Vergangenen Sommer feierte eine Freundin ihren Geburtstag. Eine mittelgroße Gartenparty: Lagerfeuer und Luftballons. Eigentlich nicht der Platz für eine Auseinandersetzung. Doch wenn ich auf meinen Heimat-Besuchen eines gelernt hatte, dann dass in genau diesen friedvollen Umgebungen die Gefahr lauert.
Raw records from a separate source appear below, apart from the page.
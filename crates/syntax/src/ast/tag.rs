//! Ripper event names.
//!
//! Every node of a Ripper s-expression starts with the name of the parser or
//! scanner event that produced it. The names the compiler knows about are
//! listed here; anything else is kept verbatim in [`Tag::Other`] so that it can
//! be reported instead of silently dropped.

use std::fmt;

macro_rules! tags {
    ($($variant:ident => $name:literal,)*) => {
        /// The event name heading a Ripper node.
        #[derive(Debug, Clone, PartialEq, Eq, Hash)]
        pub enum Tag {
            $($variant,)*
            /// An event the compiler has no dedicated handling for.
            Other(String),
        }

        impl Tag {
            /// Look up the tag for a Ripper event name.
            pub fn from_name(name: &str) -> Self {
                match name {
                    $($name => Tag::$variant,)*
                    other => Tag::Other(other.to_string()),
                }
            }

            /// The Ripper event name, without the leading colon.
            pub fn name(&self) -> &str {
                match self {
                    $(Tag::$variant => $name,)*
                    Tag::Other(name) => name,
                }
            }
        }
    };
}

tags! {
    // Scanner events
    Int => "@int",
    Float => "@float",
    Ident => "@ident",
    Const => "@const",
    Kw => "@kw",
    GVar => "@gvar",
    IVar => "@ivar",
    CVar => "@cvar",
    Op => "@op",
    Period => "@period",
    Label => "@label",
    TStringContent => "@tstring_content",

    // Program structure
    Program => "program",
    VoidStmt => "void_stmt",
    BodyStmt => "bodystmt",
    Paren => "paren",

    // Variables and assignment
    VarRef => "var_ref",
    VarField => "var_field",
    VCall => "vcall",
    Assign => "assign",
    OpAssign => "opassign",
    ArefField => "aref_field",
    Field => "field",

    // Operators
    Binary => "binary",
    Unary => "unary",
    IfOp => "ifop",

    // Literals
    StringLiteral => "string_literal",
    StringContent => "string_content",
    StringEmbexpr => "string_embexpr",
    SymbolLiteral => "symbol_literal",
    Symbol => "symbol",
    DynaSymbol => "dyna_symbol",
    Array => "array",
    Hash => "hash",
    AssoclistFromArgs => "assoclist_from_args",
    AssocNew => "assoc_new",
    BareAssocHash => "bare_assoc_hash",
    Aref => "aref",

    // Calls
    MethodAddArg => "method_add_arg",
    FCall => "fcall",
    Call => "call",
    Command => "command",
    CommandCall => "command_call",
    ArgParen => "arg_paren",
    ArgsAddBlock => "args_add_block",

    // Branching
    If => "if",
    Unless => "unless",
    Elsif => "elsif",
    Else => "else",
    IfMod => "if_mod",
    UnlessMod => "unless_mod",
    Case => "case",
    When => "when",

    // Looping
    While => "while",
    Until => "until",
    WhileMod => "while_mod",
    UntilMod => "until_mod",
    Break => "break",
    Next => "next",

    // Definitions
    Def => "def",
    Params => "params",
    RestParam => "rest_param",
    Class => "class",
    ConstRef => "const_ref",
    Return => "return",
    Return0 => "return0",
}

impl Tag {
    /// Scanner events carry token text and a position instead of children.
    pub fn is_scanner_event(&self) -> bool {
        self.name().starts_with('@')
    }
}

impl fmt::Display for Tag {
    fn fmt(&self, f: &mut fmt::Formatter<'_>) -> fmt::Result {
        f.write_str(self.name())
    }
}
//! Temporary slot allocation.
//!
//! Every intermediate value of a lowered unit lives in a Go variable named
//! `πTemp001`, `πTemp002`, ... declared once at the top of the unit. Slots are
//! recycled as soon as their value is consumed:
//! - allocation reuses the first free slot of the requested type, scanning in
//!   name order, and only mints a new slot when none is free
//! - freeing never removes a declaration; the pool remembers every slot it
//!   ever handed out
//!
//! Reuse order is fully determined by the allocation sequence, which keeps the
//! generated Go stable across runs.

use std::collections::BTreeMap;
use std::fmt;

/// Go type of a temporary slot.
#[derive(Debug, Clone, Copy, PartialEq, Eq, Hash, PartialOrd, Ord, Default)]
pub enum SlotType {
    #[default]
    Object,
    Bool,
    /// Argument vectors and list stores.
    Args,
    Dict,
    /// Parameter tables of function definitions.
    Params,
}

impl SlotType {
    pub fn go_type(self) -> &'static str {
        match self {
            SlotType::Object => "*πg.Object",
            SlotType::Bool => "bool",
            SlotType::Args => "[]*πg.Object",
            SlotType::Dict => "*πg.Dict",
            SlotType::Params => "[]πg.Param",
        }
    }
}

#[derive(Debug, Clone, PartialEq, Eq, Hash)]
pub struct Temporary {
    index: u32,
    ty: SlotType,
}

impl Temporary {
    pub fn index(&self) -> u32 {
        self.index
    }

    pub fn ty(&self) -> SlotType {
        self.ty
    }

    pub fn name(&self) -> String {
        format!("πTemp{:03}", self.index)
    }
}

impl fmt::Display for Temporary {
    fn fmt(&self, f: &mut fmt::Formatter<'_>) -> fmt::Result {
        write!(f, "πTemp{:03}", self.index)
    }
}

#[derive(Debug, Clone, Default)]
pub struct TempPool {
    next_index: u32,
    used: BTreeMap<String, Temporary>,
    free: BTreeMap<String, Temporary>,
}

impl TempPool {
    pub fn new() -> Self {
        Self::default()
    }

    pub fn allocate(&mut self, ty: SlotType) -> Temporary {
        let reusable = self
            .free
            .iter()
            .find(|(_, temp)| temp.ty == ty)
            .map(|(name, _)| name.clone());
        let temp = match reusable.and_then(|name| self.free.remove(&name)) {
            Some(temp) => temp,
            None => {
                self.next_index += 1;
                Temporary { index: self.next_index, ty }
            }
        };
        self.used.insert(temp.name(), temp.clone());
        temp
    }

    pub fn free(&mut self, temp: &Temporary) {
        let name = temp.name();
        match self.used.remove(&name) {
            Some(owned) => {
                self.free.insert(name, owned);
            }
            None => debug_assert!(false, "{name} freed while not in use"),
        }
    }

    pub fn is_used(&self, temp: &Temporary) -> bool {
        self.used.contains_key(&temp.name())
    }

    pub fn used_count(&self) -> usize {
        self.used.len()
    }

    /// Every slot ever allocated, in name order.
    pub fn declarations(&self) -> Vec<Temporary> {
        let mut all: Vec<(&String, &Temporary)> =
            self.used.iter().chain(self.free.iter()).collect();
        all.sort_by(|a, b| a.0.cmp(b.0));
        all.into_iter().map(|(_, temp)| temp.clone()).collect()
    }
}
Fast 20 Jahre lang wohnte ich in einem 600 Einwohner Dorf. Die Art von Dorf, in dem es keinen einzigen Supermarkt gibt und ein fremdes Auto in der Straße für ordentlich Gesprächsstoff sorgt. Vor drei Jahren habe ich das hinter mir gelassen und bin zum Studieren in die Stadt gezogen. Seitdem komme ich regelmäßig zurück. Ich besuche gerne meine Freund*innen auf dem Land, aber oft fällt mir dann wieder auf, wie unterschiedlich unsere Ansichten sind. Und wie schwer es mir fällt, das zu verbergen. Es mag Heimat-Besuchende geben, die ihre Überzeugungen zu Hause denen ihres Umfeldes anpassen. Für mich ist das vergleichbar mit den Kuhfladen auf der Wiese nebenan: Das stinkt bis zum Himmel. Überzeugungen kann man nicht an- oder ablegen. Für mich funktioniert das nicht. Es fühlt sich falsch an. Zu echten Überzeugungen steht man auch während des Heimatbesuchs – und nimmt dafür die Konsequenzen in Kauf.
„Na, hast du wieder deine Lesben-Hose an”
Auf besagter Gartenparty wurde ich mit den Worten „Na, hast du wieder deine Lesben-Hose an“ begrüßt. Ich hatte mich noch nicht mal richtig hingesetzt, schon eckte ich an. Auf den Kommentar reagierte ich mit Ignoranz. In den vergangenen Jahren hatte ich gelernt: Man darf nicht gleich am Anfang seine volle Energie ausschöpfen. Denn das würde erst der Auftakt sein.
Einige Beispiele: Ich war in den vergangenen Jahren zu Hause auf Partys, auf denen ich gefragt werde, wie ich mit meinem Medienstudiengang denn Geld verdienen wolle, während im Hintergrund Rechtsrock lief und am Stehtisch nebenan mutmaßte jemand darüber, ob Lukas*, ein Bekannter von mir, jetzt schwul sei oder nicht. Diese konservativen Denkmuster bringen mich zur Weißglut. Wenn ich das dann laut äußere, sagen meine Freunde*innen, dass ich meine „Männer-Hass-Keule“ schwinge. Ihr Problem: ich bezeichne mich auch auf dem Dorf als Feministin. Und dort ist Feminismus ungefähr genauso stark verbreitet, wie ein gut funktionierender Busfahrplan.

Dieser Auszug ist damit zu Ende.